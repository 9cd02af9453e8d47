//! Bounded fixed-interval polling.
//!
//! Readiness checks share one loop: evaluate a predicate, sleep a fixed
//! interval, give up once the time budget is spent. There is no backoff.

use crate::error::Result;
use std::future::Future;
use std::time::Duration;

/// How often and how long to poll.
#[derive(Debug, Clone, Copy, PartialEq, Eq)]
pub struct RetryPolicy {
    /// Sleep between attempts.
    pub interval: Duration,
    /// Total budget; together with `interval` this fixes the attempt count.
    pub max_wait: Duration,
}

impl Default for RetryPolicy {
    /// 40 attempts at 0.5s intervals.
    fn default() -> Self {
        Self {
            interval: Duration::from_millis(500),
            max_wait: Duration::from_secs(20),
        }
    }
}

impl RetryPolicy {
    /// Create a policy.
    pub const fn new(interval: Duration, max_wait: Duration) -> Self {
        Self { interval, max_wait }
    }

    /// Number of predicate evaluations, at least one.
    pub fn attempts(&self) -> u32 {
        let interval = self.interval.as_nanos().max(1);
        let attempts = self.max_wait.as_nanos() / interval;
        attempts.clamp(1, u32::MAX as u128) as u32
    }
}

/// Outcome of a bounded poll.
#[derive(Debug, Clone, Copy, PartialEq, Eq)]
pub enum Readiness {
    /// The predicate held on attempt `attempts`.
    Ready {
        /// Attempts used
        attempts: u32,
    },
    /// The predicate never held.
    TimedOut {
        /// Attempts used
        attempts: u32,
    },
}

impl Readiness {
    /// True if the predicate held.
    pub fn is_ready(&self) -> bool {
        matches!(self, Self::Ready { .. })
    }
}

/// Evaluate `check` until it returns `true` or the policy is exhausted.
///
/// Errors from `check` abort the poll and propagate.
pub async fn wait_until<F, Fut>(policy: &RetryPolicy, mut check: F) -> Result<Readiness>
where
    F: FnMut() -> Fut,
    Fut: Future<Output = Result<bool>>,
{
    let attempts = policy.attempts();
    for attempt in 1..=attempts {
        if check().await? {
            tracing::trace!(attempt, "Poll succeeded");
            return Ok(Readiness::Ready { attempts: attempt });
        }
        if attempt < attempts {
            tokio::time::sleep(policy.interval).await;
        }
    }
    Ok(Readiness::TimedOut { attempts })
}

#[cfg(test)]
mod tests {
    use super::*;
    use crate::error::CoreError;
    use std::cell::Cell;

    #[test]
    fn test_default_policy_is_forty_half_seconds() {
        let policy = RetryPolicy::default();
        assert_eq!(policy.attempts(), 40);
        assert_eq!(policy.interval, Duration::from_millis(500));
    }

    #[test]
    fn test_attempts_at_least_one() {
        let policy = RetryPolicy::new(Duration::from_secs(1), Duration::ZERO);
        assert_eq!(policy.attempts(), 1);
        let policy = RetryPolicy::new(Duration::ZERO, Duration::ZERO);
        assert_eq!(policy.attempts(), 1);
    }

    #[tokio::test(start_paused = true)]
    async fn test_ready_on_third_attempt() {
        let calls = Cell::new(0);
        let start = tokio::time::Instant::now();
        let outcome = wait_until(&RetryPolicy::default(), || {
            calls.set(calls.get() + 1);
            let n = calls.get();
            async move { Ok(n == 3) }
        })
        .await
        .unwrap();

        assert_eq!(outcome, Readiness::Ready { attempts: 3 });
        assert!(start.elapsed() >= Duration::from_secs(1));
        assert!(start.elapsed() < Duration::from_millis(1500));
    }

    #[tokio::test(start_paused = true)]
    async fn test_times_out_after_budget() {
        let calls = Cell::new(0u32);
        let start = tokio::time::Instant::now();
        let outcome = wait_until(&RetryPolicy::default(), || {
            calls.set(calls.get() + 1);
            async { Ok(false) }
        })
        .await
        .unwrap();

        assert_eq!(outcome, Readiness::TimedOut { attempts: 40 });
        assert!(!outcome.is_ready());
        assert_eq!(calls.get(), 40);
        // no sleep after the final attempt
        assert!(start.elapsed() >= Duration::from_millis(500 * 39));
        assert!(start.elapsed() < Duration::from_secs(20));
    }

    #[tokio::test(start_paused = true)]
    async fn test_predicate_error_propagates() {
        let result = wait_until(&RetryPolicy::default(), || async {
            Err(CoreError::Config("boom".into()))
        })
        .await;
        assert!(matches!(result, Err(CoreError::Config(_))));
    }
}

• **Work instructions**:
Write out every line, unchanged, from the one containing "assert!(!outcome.is_ready());" through the closing line of the data.

• **Solved exercise**:
        assert!(!outcome.is_ready());
        assert_eq!(calls.get(), 40);
        // no sleep after the final attempt
        assert!(start.elapsed() >= Duration::from_millis(500 * 39));
        assert!(start.elapsed() < Duration::from_secs(20));
    }

    #[tokio::test(start_paused = true)]
    async fn test_predicate_error_propagates() {
        let result = wait_until(&RetryPolicy::default(), || async {
            Err(CoreError::Config("boom".into()))
        })
        .await;
        assert!(matches!(result, Err(CoreError::Config(_))));
    }
}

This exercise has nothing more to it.